Naturally we can expand defmacro:

(macroexpand '(defmacro x (y) `(+ 1 y)))
; I am using SBCL here
;;=> (PROGN
;;  (EVAL-WHEN (:COMPILE-TOPLEVEL)
;;    (SB-C::%COMPILER-DEFMACRO :MACRO-FUNCTION 'X T))
;;  (EVAL-WHEN (:COMPILE-TOPLEVEL :LOAD-TOPLEVEL :EXECUTE)
;;    (SB-C::%DEFMACRO 'X
;;                     (SB-INT:NAMED-LAMBDA (MACRO-FUNCTION X)
;;                         (#:EXPR #:ENV)
;;                       (DECLARE (SB-C::LAMBDA-LIST (Y)))
;;                       (DECLARE (IGNORE #:ENV))
;;                       (SB-INT:NAMED-DS-BIND (:MACRO X . DEFMACRO)
;;                           (Y)
;;                           (CDR #:EXPR)
;;                         (BLOCK X `(+ 1 Y))))
;;                     (SB-C:SOURCE-LOCATION))))
;; T

We now define how a macro works:

(defmacro the-expander (name) `(get ,name 'expander))

The expander is our way of storing macros definition. Given the name of the macro, get will retrieve the =’expander= for the macro.
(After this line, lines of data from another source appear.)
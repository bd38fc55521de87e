// src/miner/worker.rs
//! Device worker implementation
//!
//! One worker owns one accelerator. It calibrates any kernels that have
//! no benchmark record yet, adopts the fastest recorded kernel, then
//! loops forever: allocate a nonce range, dispatch it, verify reported
//! candidates, queue qualifying shares, bump counters. The worker never
//! touches the network; submission is fully delegated to the reporter
//! workers through the share queue.

use crate::accel::{Accelerator, RESULT_SENTINEL};
use crate::context::MinerContext;
use crate::miner::benchmark::{
    BenchmarkRecord, BenchmarkStore, CALIBRATION_MIN_RUNS, CALIBRATION_START_ITERATIONS,
    CALIBRATION_WINDOW, CalibrationProgress, LATENCY_CEILING, TARGET_LATENCY, WARMUP_BUDGET,
    WARMUP_START_ITERATIONS, format_rate,
};
use crate::miner::scheduler::{NonceRange, Share, Task};
use crate::miner::verify;
use crate::utils::error::MinerError;
use log::{debug, error, info, warn};
use std::sync::Arc;
use std::time::{Duration, Instant};

/// Kernel the warm-up phase prefers when present
const WARMUP_KERNEL: &str = "hash_solver_3";

/// Worker loop bound to a single accelerator device
pub struct Worker {
    accel: Box<dyn Accelerator>,
    ctx: Arc<MinerContext>,
    store: Arc<BenchmarkStore>,
    device_index: usize,
    threads: usize,
}
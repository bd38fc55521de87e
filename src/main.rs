// src/main.rs
use clap::Parser;
use ton_miner_rs::{MinerError, cli, config, utils};

/// Main entry point for the miner
///
/// # Returns
/// - `Ok(())` on successful execution
/// - `Err(MinerError)` if any operation fails
///
/// # Flow
/// 1. Parses command line arguments
/// 2. Delegates to appropriate subcommand handler
/// 3. Propagates any errors upward
fn main() -> Result<(), MinerError> {
    let cli = cli::Commands::parse();

    match cli.action {
        cli::Action::Run(opts) => start_mining(opts),
        cli::Action::Info => show_devices(),
        cli::Action::Config(opts) => generate_config(opts),
    }
}

/// Starts the mining operation with given configuration options
///
/// # Arguments
/// * `opts` - Command line options for mining operation
///
/// # Operations
/// 1. Initializes logging and loads/merges configuration
/// 2. Selects devices and builds their search programs (fatal on error)
/// 3. Checks pool connectivity and installs the initial task (fatal)
/// 4. Spawns device workers, reporter workers and background fetchers
/// 5. Runs until the process is terminated
#[cfg(feature = "gpu")]
fn start_mining(opts: cli::RunOptions) -> Result<(), MinerError> {
    use crossbeam_channel::unbounded;
    use std::sync::Arc;
    use std::sync::atomic::AtomicBool;
    use std::time::Duration;
    use tokio::runtime::Runtime;
    use ton_miner_rs::miner::BenchmarkStore;
    use ton_miner_rs::network::{fetcher, submitter};
    use ton_miner_rs::{MinerContext, PoolClient, StatsReporter, Worker, accel};

    utils::init_logging(opts.debug, opts.silent);

    let mut config = config::load_or_default(&opts.config)?;
    if opts.pool.is_some() {
        config.pool_url = opts.pool;
    }
    if opts.wallet.is_some() {
        config.wallet = opts.wallet;
    }
    if opts.platform.is_some() {
        config.platform = opts.platform;
    }
    if opts.device.is_some() {
        config.device = opts.device;
    }
    if opts.threads.is_some() {
        config.threads = opts.threads;
    }
    if opts.stats {
        config.stats = true;
    }
    let (pool_url, wallet) = config.require_pool()?;

    let devices = accel::opencl::select_devices(config.platform, config.device)?;
    if devices.is_empty() {
        return Err(MinerError::DeviceError(
            "no OpenCL devices found, check your graphics card drivers".to_string(),
        ));
    }
    log::info!("Total devices: {}", devices.len());

    let kernel_source = accel::load_kernel_source(&config.kernel_dir)?;

    let (share_tx, share_rx) = unbounded();
    let ctx = Arc::new(MinerContext::new(devices.len(), share_tx));
    let pool = Arc::new(PoolClient::new(pool_url, wallet.clone())?);

    log::info!(
        "starting ton_miner-rs {} on pool {} wallet {} ...",
        env!("CARGO_PKG_VERSION"),
        pool.base(),
        wallet
    );

    let rt = Runtime::new()?;
    rt.block_on(async {
        pool.check_wallet().await?;
        fetcher::fetch_initial_task(&pool, &ctx).await
    })?;

    let store = Arc::new(BenchmarkStore::load(&config.benchmark_file));
    for (index, spec) in devices.iter().enumerate() {
        let accel = accel::opencl::open_device(spec, &kernel_source)?;
        let worker = Worker::new(
            Box::new(accel),
            ctx.clone(),
            store.clone(),
            index,
            config.threads,
        );
        std::thread::spawn(move || worker.run());
    }

    let stats_path = config.stats.then(|| config.stats_file.clone());
    StatsReporter::new(ctx.clone(), Duration::from_secs(10), stats_path).start();

    rt.block_on(async {
        let push_live = Arc::new(AtomicBool::new(false));
        submitter::spawn_reporters(pool.clone(), ctx.clone(), share_rx);
        tokio::spawn(fetcher::devfee_jobs(pool.clone(), ctx.clone()));
        tokio::spawn(fetcher::push_jobs(
            pool.clone(),
            ctx.clone(),
            push_live.clone(),
        ));

        tokio::select! {
            _ = fetcher::poll_jobs(pool, ctx.clone(), push_live) => {}
            _ = tokio::signal::ctrl_c() => {
                log::info!("Exiting...");
                ctx.stop();
            }
        }
        Ok(())
    })
}

#[cfg(not(feature = "gpu"))]
fn start_mining(opts: cli::RunOptions) -> Result<(), MinerError> {
    utils::init_logging(opts.debug, opts.silent);
    Err(MinerError::DeviceError(
        "this build has no OpenCL support; rebuild with `--features gpu`".to_string(),
    ))
}

/// Lists OpenCL platforms and devices
#[cfg(feature = "gpu")]
fn show_devices() -> Result<(), MinerError> {
    use ton_miner_rs::accel;

    println!("ton_miner-rs {}", env!("CARGO_PKG_VERSION"));
    for line in accel::opencl::list_devices()? {
        println!("{}", line);
    }
    Ok(())
}

#[cfg(not(feature = "gpu"))]
fn show_devices() -> Result<(), MinerError> {
    Err(MinerError::DeviceError(
        "this build has no OpenCL support; rebuild with `--features gpu`".to_string(),
    ))
}

/// Generates configuration template file
///
/// # Arguments
/// * `opts` - Configuration generation options
///
/// # Operations
/// 1. Generates template content
/// 2. Writes template to specified output file
fn generate_config(opts: cli::ConfigOptions) -> Result<(), MinerError> {
    let template = config::generate_template();
    std::fs::write(opts.output, template)?;
    Ok(())
}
(defmacro the-defmacro (name params &body body)
  (let ((g (gensym)))
    `(progn
      (setf (the-expander ',name)
       #'(lambda (,g)
           (block ,name
             (destructuring-bind ,params (cdr ,g)
               ,@body))))
      ',name)))

Something cool happens here: we setf the expander for the macro to be a function. This takes a parameter with a random name (gensym) and produces a block initialized with the future parameters. The parameter will be our macro application!

(defun the-macroexpand-1 (expr)
  (if (and (consp expr) (the-expander (car expr)))
      (funcall (the-expander (car expr)) expr)
      expr))

At this point we can expand the macro by executing the function for the given macro application. The if statement filters out the cases where the expression is not a list or no macro expansion is defined for the name.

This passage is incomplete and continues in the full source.